In The Little Prince, gaps emerge around the status of the prince’s relationship with the rose, the meaning of “taming,” and the implications of the prince’s disappearance. These moments of indeterminacy do not prescribe a single moral resolution; instead, they require readers to project values and experiences into the text. From an Iserian perspective, such gaps function as structured invitations that activate anticipation and retrospection in the reading process, while remaining constrained by the text’s symbolic repertoire. At the same time, Holland’s framework helps explain why students’ responses often diverge in patterned ways: identity-protective identification with the prince or the rose may lead some readers to construe possessiveness as care, whereas others project personal experiences of friendship, loss, or autonomy into the narrative blanks.

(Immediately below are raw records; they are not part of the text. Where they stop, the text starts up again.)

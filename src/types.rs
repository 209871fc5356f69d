//! 公共数据类型：配置、提交结果与时钟

use crate::consts::DEFAULT_FS_SECTOR_SIZE;
use core::time::Duration;

/// 系统时钟接口
///
/// 仅用于吞吐量诊断，不影响缓存语义。
pub trait SystemClock {
    /// 获取当前时间
    ///
    /// # 返回
    ///
    /// - `Some(Duration)` - 当前时间（相对任意固定起点）
    /// - `None` - 时间不可用（例如在没有计时器的嵌入式系统中）
    fn now() -> Option<Duration>;
}

/// 无时钟（默认），吞吐量统计只累计字节数
#[derive(Debug, Clone, Copy, Default)]
pub struct NoClock;

impl SystemClock for NoClock {
    fn now() -> Option<Duration> {
        None
    }
}

/// 基于系统墙钟的时钟
#[cfg(feature = "std")]
#[derive(Debug, Clone, Copy, Default)]
pub struct StdClock;

#[cfg(feature = "std")]
impl SystemClock for StdClock {
    fn now() -> Option<Duration> {
        std::time::SystemTime::now()
            .duration_since(std::time::UNIX_EPOCH)
            .ok()
    }
}

/// 闪存卷配置
#[derive(Debug, Clone, Copy)]
pub struct FlashConfig {
    /// 对外暴露的卷的起始绝对地址
    ///
    /// `None` 时使用布局提供的起始地址，若布局也未提供则使用第一个扇区的地址。
    pub start_address: Option<u64>,
    /// 设备是否以取反形式存储数据
    pub invert: bool,
    /// 对外暴露的文件系统扇区大小（字节）
    pub fs_sector_size: u32,
    /// 只映射指定序号的内存段；`None` 映射全部内存段
    pub segment: Option<usize>,
}

impl Default for FlashConfig {
    fn default() -> Self {
        Self {
            start_address: None,
            invert: false,
            fs_sector_size: DEFAULT_FS_SECTOR_SIZE,
            segment: None,
        }
    }
}

/// 一次提交的结果
#[derive(Debug, Clone, Copy, PartialEq, Eq)]
pub enum CommitOutcome {
    /// 所有扇区都已与设备一致
    Completed {
        /// 实际写回的扇区数
        written: usize,
    },
    /// 在扇区边界观察到取消请求，剩余扇区留待下次提交
    Cancelled {
        /// 取消前写回的扇区数
        written: usize,
        /// 第一个未处理的扇区序号
        next_sector: usize,
    },
}

impl CommitOutcome {
    /// 本次提交写回的扇区数
    pub fn written(&self) -> usize {
        match *self {
            CommitOutcome::Completed { written } => written,
            CommitOutcome::Cancelled { written, .. } => written,
        }
    }

    /// 是否完整结束
    pub fn is_complete(&self) -> bool {
        matches!(self, CommitOutcome::Completed { .. })
    }
}
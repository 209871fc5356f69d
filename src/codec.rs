//! 位取反编解码
//!
//! 部分设备以取反形式存储数据。取反是自逆的，所以同一个函数既用于
//! 从设备读取后的解码，也用于写回设备前的编码。
//! 镜像缓冲区中始终保存逻辑（未取反）内容。

use crate::consts::INVERT_MASK;
use alloc::vec::Vec;

/// 对每个字节按位取反，返回新缓冲区
pub fn invert(data: &[u8]) -> Vec<u8> {
    data.iter().map(|b| b ^ INVERT_MASK).collect()
}

/// 原地按位取反
pub fn invert_in_place(data: &mut [u8]) {
    for b in data.iter_mut() {
        *b ^= INVERT_MASK;
    }
}

#[cfg(test)]
mod tests {
    use super::*;
    use alloc::vec;

    #[test]
    fn test_invert_values() {
        assert_eq!(invert(&[0x00, 0xFF, 0x0F, 0xA5]), vec![0xFF, 0x00, 0xF0, 0x5A]);
    }

    #[test]
    fn test_invert_is_involution() {
        let inputs: [&[u8]; 4] = [&[], &[0x12], &[1, 2, 3], &[0xDE, 0xAD, 0xBE, 0xEF, 0x00]];
        for input in inputs {
            assert_eq!(invert(&invert(input)), input);
        }
    }

    #[test]
    fn test_invert_in_place_matches_invert() {
        let original = [0x01u8, 0x80, 0x7F];
        let mut buf = original;
        invert_in_place(&mut buf);
        assert_eq!(buf.as_slice(), invert(&original).as_slice());

        invert_in_place(&mut buf);
        assert_eq!(buf, original);
    }
}
//! 扇区状态
//!
//! 每个扇区一项，与扇区地址表按序号一一对应。

use crate::digest::Digest;
use bitflags::bitflags;

bitflags! {
    /// 扇区状态标志
    #[derive(Debug, Clone, Copy, PartialEq, Eq, Default)]
    pub struct SectorFlags: u8 {
        /// 镜像中的内容可信（已从设备读取，或由调用者写入）
        const CACHED   = 0x01;
        /// 镜像内容来自设备读取
        const FETCHED  = 0x02;
    }
}

/// 单个扇区的缓存状态
///
/// - `flags`: 是否已缓存、内容来源
/// - `checksum`: 最近一次确认已持久化到设备的内容摘要。
///   `None` 表示未知，下次提交必须写回。
#[derive(Debug, Clone, Copy, PartialEq, Eq, Default)]
pub struct SectorState {
    /// 状态标志
    pub flags: SectorFlags,
    /// 已持久化内容的摘要
    pub checksum: Option<Digest>,
}

impl SectorState {
    /// 是否已缓存
    pub fn is_cached(&self) -> bool {
        self.flags.contains(SectorFlags::CACHED)
    }

    /// 内容是否来自设备
    pub fn is_fetched(&self) -> bool {
        self.flags.contains(SectorFlags::FETCHED)
    }

    /// 标记为已缓存
    pub fn mark_cached(&mut self) {
        self.flags.insert(SectorFlags::CACHED);
    }

    /// 记录一次成功的设备读取
    pub fn mark_fetched(&mut self, checksum: Digest) {
        self.flags.insert(SectorFlags::CACHED | SectorFlags::FETCHED);
        self.checksum = Some(checksum);
    }

    /// 记录一次成功的写回
    pub fn mark_persisted(&mut self, checksum: Digest) {
        self.checksum = Some(checksum);
    }

    /// 当前内容摘要为 `current` 时是否需要写回
    pub fn needs_write(&self, current: Digest) -> bool {
        self.is_cached() && self.checksum != Some(current)
    }
}

#[cfg(test)]
mod tests {
    use super::*;

    #[test]
    fn test_default_state() {
        let state = SectorState::default();
        assert!(!state.is_cached());
        assert!(!state.is_fetched());
        assert_eq!(state.checksum, None);
        // 未缓存的扇区永远不需要写回
        assert!(!state.needs_write(0));
    }

    #[test]
    fn test_fetched_state() {
        let mut state = SectorState::default();
        state.mark_fetched(0xAB);

        assert!(state.is_cached());
        assert!(state.is_fetched());
        assert!(!state.needs_write(0xAB));
        assert!(state.needs_write(0xCD));
    }

    #[test]
    fn test_cached_without_checksum_always_writes() {
        let mut state = SectorState::default();
        state.mark_cached();

        assert!(state.is_cached());
        assert!(!state.is_fetched());
        assert!(state.needs_write(0));
        assert!(state.needs_write(0xFFFF_FFFF));

        state.mark_persisted(7);
        assert!(!state.needs_write(7));
    }
}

Comparable processes are evident in Sepúlveda’s story. The text withholds explicit commentary on the ethical legitimacy of interspecies adoption, loyalty to the cat community, and the risks entailed in teaching the seagull to fly. These narrative gaps invite projective completion, allowing readers to interpret the cats’ actions as unconditional solidarity, as resistance to exclusionary norms, or as an allegory of cross-cultural responsibility. Identity orientations shape which interpretive possibilities are privileged. Readers who strongly value obedience to communal rules, for example, may experience perspective disruption when confronted with the cats’ decision to break conventions, responding either with resistance or with a reassertion of prior value commitments.

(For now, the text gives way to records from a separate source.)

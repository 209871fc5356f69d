//! 设备传输接口

use super::Progress;
use crate::error::Result;

/// 设备传输接口
///
/// 实现此 trait 以提供对远端设备的扇区级访问。每次调用都是一次
/// 高延迟的往返，缓存层会尽量减少调用次数。地址均为设备上的绝对地址，
/// 数据为设备上的原始形式（是否取反由缓存层处理）。
///
/// # 示例
///
/// ```rust,ignore
/// use flashio::{DeviceTransport, Progress, Result};
///
/// struct DfuLink {
///     // ...
/// }
///
/// impl DeviceTransport for DfuLink {
///     fn fetch(&mut self, address: u64, buf: &mut [u8]) -> Result<usize> {
///         // 设置地址指针并执行 UPLOAD
///         Ok(buf.len())
///     }
///
///     fn send(&mut self, address: u64, data: &[u8], progress: &dyn Progress) -> Result<()> {
///         // 擦除扇区并执行 DNLOAD
///         Ok(())
///     }
/// }
/// ```
pub trait DeviceTransport {
    /// 从设备读取
    ///
    /// # 参数
    ///
    /// * `address` - 起始绝对地址
    /// * `buf` - 目标缓冲区，长度即读取长度
    ///
    /// # 返回
    ///
    /// 成功返回实际读取的字节数
    fn fetch(&mut self, address: u64, buf: &mut [u8]) -> Result<usize>;

    /// 向设备写入
    ///
    /// # 参数
    ///
    /// * `address` - 起始绝对地址
    /// * `data` - 要写入的数据
    /// * `progress` - 进度句柄，由传输层自行决定如何上报
    fn send(&mut self, address: u64, data: &[u8], progress: &dyn Progress) -> Result<()>;
}

impl<T: DeviceTransport + ?Sized> DeviceTransport for &mut T {
    fn fetch(&mut self, address: u64, buf: &mut [u8]) -> Result<usize> {
        (**self).fetch(address, buf)
    }

    fn send(&mut self, address: u64, data: &[u8], progress: &dyn Progress) -> Result<()> {
        (**self).send(address, data, progress)
    }
}
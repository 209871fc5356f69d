//! 进度与取消句柄

use core::sync::atomic::{AtomicBool, Ordering};

/// 进度句柄
///
/// 提交循环只关心 `cancelled()`，其余进度信息由传输层在 `send` 中自行上报。
pub trait Progress {
    /// 是否已请求取消
    fn cancelled(&self) -> bool;
}

impl<P: Progress + ?Sized> Progress for &P {
    fn cancelled(&self) -> bool {
        (**self).cancelled()
    }
}

/// 永不取消的空句柄（默认）
#[derive(Debug, Clone, Copy, Default)]
pub struct NoProgress;

impl Progress for NoProgress {
    #[inline]
    fn cancelled(&self) -> bool {
        false
    }
}

/// 原子取消标志
///
/// 持有共享引用即可请求取消，适合由 UI 或信号处理器触发。
///
/// ```rust,ignore
/// let flag = CancelFlag::new();
/// let mut flash = FlashIo::with_progress(link, &layout, config, &flag)?;
/// // 在别处：
/// flag.cancel();
/// ```
#[derive(Debug, Default)]
pub struct CancelFlag {
    cancelled: AtomicBool,
}

impl CancelFlag {
    /// 创建未取消的标志
    pub const fn new() -> Self {
        Self {
            cancelled: AtomicBool::new(false),
        }
    }

    /// 请求取消
    pub fn cancel(&self) {
        self.cancelled.store(true, Ordering::Relaxed);
    }

    /// 清除取消请求
    pub fn reset(&self) {
        self.cancelled.store(false, Ordering::Relaxed);
    }
}

impl Progress for CancelFlag {
    fn cancelled(&self) -> bool {
        self.cancelled.load(Ordering::Relaxed)
    }
}
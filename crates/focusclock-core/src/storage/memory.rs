//! Non-durable stores.

use std::collections::HashMap;

use super::KeyValueStore;
use crate::error::StorageError;

/// Process-local store. Nothing survives a restart.
#[derive(Debug, Clone, Default)]
pub struct MemoryStore {
    entries: HashMap<String, String>,
}

impl MemoryStore {
    pub fn new() -> Self {
        Self::default()
    }
}

impl KeyValueStore for MemoryStore {
    fn get(&self, key: &str) -> Result<Option<String>, StorageError> {
        Ok(self.entries.get(key).cloned())
    }

    fn set(&mut self, key: &str, value: &str) -> Result<(), StorageError> {
        self.entries.insert(key.to_string(), value.to_string());
        Ok(())
    }

    fn delete(&mut self, key: &str) -> Result<(), StorageError> {
        self.entries.remove(key);
        Ok(())
    }
}

/// A backend that is never available. Reads see nothing and writes fail.
#[derive(Debug, Clone, Copy, Default)]
pub struct NullStore;

impl KeyValueStore for NullStore {
    fn get(&self, _key: &str) -> Result<Option<String>, StorageError> {
        Ok(None)
    }

    fn set(&mut self, _key: &str, _value: &str) -> Result<(), StorageError> {
        Err(StorageError::Unavailable)
    }

    fn delete(&mut self, _key: &str) -> Result<(), StorageError> {
        Err(StorageError::Unavailable)
    }
}

#[cfg(test)]
mod tests {
    use super::*;

    #[test]
    fn memory_store_roundtrip() {
        let mut store = MemoryStore::new();
        assert!(store.get("k").unwrap().is_none());
        store.set("k", "v").unwrap();
        assert_eq!(store.get("k").unwrap().as_deref(), Some("v"));
        store.delete("k").unwrap();
        assert!(store.get("k").unwrap().is_none());
    }

    #[test]
    fn null_store_rejects_writes() {
        let mut store = NullStore;
        assert!(matches!(store.set("k", "v"), Err(StorageError::Unavailable)));
        assert!(store.get("k").unwrap().is_none());
    }
}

Taken together, these cases illustrate how textual indeterminacy provides the structural conditions for interpretive plurality, while identity themes orient the direction in which gaps are resolved. They also anticipate the pedagogical issues examined in subsequent sections. When teachers intervene in classroom discussions of such texts, they are not merely correcting misunderstandings, but mediating how identity-inflected responses negotiate textual constraints. This insight underpins the framework’s implications for instructional design and its reconceptualization of evaluative judgment developed in Sections 3 and 4.

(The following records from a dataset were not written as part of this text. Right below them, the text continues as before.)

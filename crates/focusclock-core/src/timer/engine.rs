//! Timer engine implementation.
//!
//! The timer engine is a tick-driven state machine. It does not use internal
//! threads or the wall clock: the caller invokes `advance()` once per elapsed
//! second while the timer runs. Missed ticks are not caught up.
//!
//! ## Mode Transitions
//!
//! ```text
//! Focus --(every 4th completion)--> LongBreak --> Focus
//! Focus --(otherwise)-------------> Break ------> Focus
//! ```
//!
//! Transitions only happen when the countdown reaches zero. Each new phase
//! reads its length from the current [`Settings`].
//!
//! ## Usage
//!
//! ```ignore
//! let mut engine = TimerEngine::new(&settings);
//! engine.start();
//! // Once per second:
//! engine.advance(&settings, &notifier); // Some(Event::PhaseCompleted) on transition
//! ```

use chrono::Utc;
use serde::{Deserialize, Serialize};
use serde_json::Value;
use tracing::{debug, warn};

use super::mode::Mode;
use crate::events::Event;
use crate::notify::Notifier;
use crate::settings::Settings;

/// Every this many completed focus phases, the break is a long one.
pub const LONG_BREAK_EVERY: u64 = 4;

/// Persisted subset of the timer state. Never carries `is_running`.
#[derive(Debug, Clone, Copy, PartialEq, Eq, Serialize, Deserialize)]
#[serde(rename_all = "camelCase")]
pub struct TimerSnapshot {
    pub seconds_left: u64,
    pub mode: Mode,
    pub completed_focus_count: u64,
}

/// Core timer engine.
#[derive(Debug, Clone, PartialEq)]
pub struct TimerEngine {
    mode: Mode,
    is_running: bool,
    seconds_left: u64,
    /// Length of the current phase, kept `>= seconds_left`.
    seconds_total: u64,
    completed_focus_count: u64,
}

impl TimerEngine {
    /// Paused, at the start of a focus phase.
    pub fn new(settings: &Settings) -> Self {
        let secs = Mode::Focus.duration_secs(settings);
        Self {
            mode: Mode::Focus,
            is_running: false,
            seconds_left: secs,
            seconds_total: secs,
            completed_focus_count: 0,
        }
    }

    // ── Queries ──────────────────────────────────────────────────────

    pub fn mode(&self) -> Mode {
        self.mode
    }

    pub fn is_running(&self) -> bool {
        self.is_running
    }

    pub fn seconds_left(&self) -> u64 {
        self.seconds_left
    }

    pub fn seconds_total(&self) -> u64 {
        self.seconds_total
    }

    pub fn completed_focus_count(&self) -> u64 {
        self.completed_focus_count
    }

    /// 0.0 .. 1.0 progress within the current phase.
    pub fn progress(&self) -> f64 {
        if self.seconds_total == 0 {
            return 0.0;
        }
        (1.0 - self.seconds_left as f64 / self.seconds_total as f64).clamp(0.0, 1.0)
    }

    /// The persistable subset of the state.
    pub fn snapshot(&self) -> TimerSnapshot {
        TimerSnapshot {
            seconds_left: self.seconds_left,
            mode: self.mode,
            completed_focus_count: self.completed_focus_count,
        }
    }

    /// Build a full state snapshot event.
    pub fn state_snapshot(&self) -> Event {
        Event::StateSnapshot {
            mode: self.mode,
            is_running: self.is_running,
            seconds_left: self.seconds_left,
            seconds_total: self.seconds_total,
            completed_focus_count: self.completed_focus_count,
            progress: self.progress(),
            at: Utc::now(),
        }
    }

    // ── Commands ─────────────────────────────────────────────────────

    pub fn start(&mut self) -> Option<Event> {
        if self.is_running {
            return None;
        }
        self.is_running = true;
        Some(Event::TimerStarted {
            mode: self.mode,
            seconds_left: self.seconds_left,
            at: Utc::now(),
        })
    }

    pub fn pause(&mut self) -> Option<Event> {
        if !self.is_running {
            return None;
        }
        self.is_running = false;
        Some(Event::TimerPaused {
            mode: self.mode,
            seconds_left: self.seconds_left,
            at: Utc::now(),
        })
    }

    /// Stop and rewind the current phase using the current settings.
    /// Mode and completed count are unchanged.
    pub fn reset(&mut self, settings: &Settings) -> Event {
        self.is_running = false;
        self.seconds_total = self.mode.duration_secs(settings);
        self.seconds_left = self.seconds_total;
        Event::TimerReset {
            mode: self.mode,
            seconds_left: self.seconds_left,
            at: Utc::now(),
        }
    }

    /// Abandon the current phase and start a fresh, paused focus phase.
    /// The completed focus count is kept.
    pub fn rewind_to_focus(&mut self, settings: &Settings) -> Event {
        self.mode = Mode::Focus;
        self.reset(settings)
    }

    /// Call once per elapsed second. Returns `Some(Event::PhaseCompleted)`
    /// when the phase finishes.
    pub fn advance(&mut self, settings: &Settings, notifier: &dyn Notifier) -> Option<Event> {
        if !self.is_running {
            return None;
        }
        if self.seconds_left > 0 {
            self.seconds_left -= 1;
        }
        if self.seconds_left > 0 {
            return None;
        }
        Some(self.complete_phase(settings, notifier))
    }

    /// Merge well-typed fields of a persisted snapshot into the current state.
    ///
    /// Missing or invalid fields keep their current values. The result is
    /// always paused.
    pub fn restore(&mut self, raw: &Value, settings: &Settings) -> Event {
        if let Some(mode) = raw.get("mode").and_then(Value::as_str).and_then(Mode::parse) {
            self.mode = mode;
        }
        if let Some(count) = raw.get("completedFocusCount").and_then(Value::as_u64) {
            self.completed_focus_count = count;
        }

        let phase_secs = self.mode.duration_secs(settings);
        if let Some(left) = raw.get("secondsLeft").and_then(Value::as_u64) {
            self.seconds_left = left;
        }
        self.seconds_total = phase_secs.max(self.seconds_left);
        self.is_running = false;

        debug!(
            mode = self.mode.as_str(),
            seconds_left = self.seconds_left,
            completed = self.completed_focus_count,
            "timer state restored"
        );

        Event::StateRestored {
            mode: self.mode,
            seconds_left: self.seconds_left,
            completed_focus_count: self.completed_focus_count,
            at: Utc::now(),
        }
    }

    // ── Internal ─────────────────────────────────────────────────────

    fn complete_phase(&mut self, settings: &Settings, notifier: &dyn Notifier) -> Event {
        let completed = self.mode;
        let next = match completed {
            Mode::Focus => {
                self.completed_focus_count = self.completed_focus_count.saturating_add(1);
                if self.completed_focus_count % LONG_BREAK_EVERY == 0 {
                    Mode::LongBreak
                } else {
                    Mode::Break
                }
            }
            Mode::Break | Mode::LongBreak => Mode::Focus,
        };

        self.mode = next;
        self.seconds_total = next.duration_secs(settings);
        self.seconds_left = self.seconds_total;

        if let Err(e) = notifier.notify_completion(completed, next) {
            warn!("completion notification failed: {e}");
        }

        self.is_running = settings.auto_start_next;
        debug!(
            completed = completed.as_str(),
            next = next.as_str(),
            auto_started = self.is_running,
            "phase completed"
        );

        Event::PhaseCompleted {
            completed,
            next,
            completed_focus_count: self.completed_focus_count,
            auto_started: self.is_running,
            at: Utc::now(),
        }
    }
}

3. Pedagogical Implications
Having established how textual gaps and identity-based responses jointly generate patterned interpretive divergence (Section 2), the analysis now examines the pedagogical consequences of this framework. Section 3 focuses on how divergent interpretations can be interpreted, guided, and evaluated in classroom contexts without reverting to interpretive imposition or relativism. The integration of textual gaps and identity-based reader responses carries implications that extend beyond classroom technique to the underlying assumptions of reading comprehension instruction.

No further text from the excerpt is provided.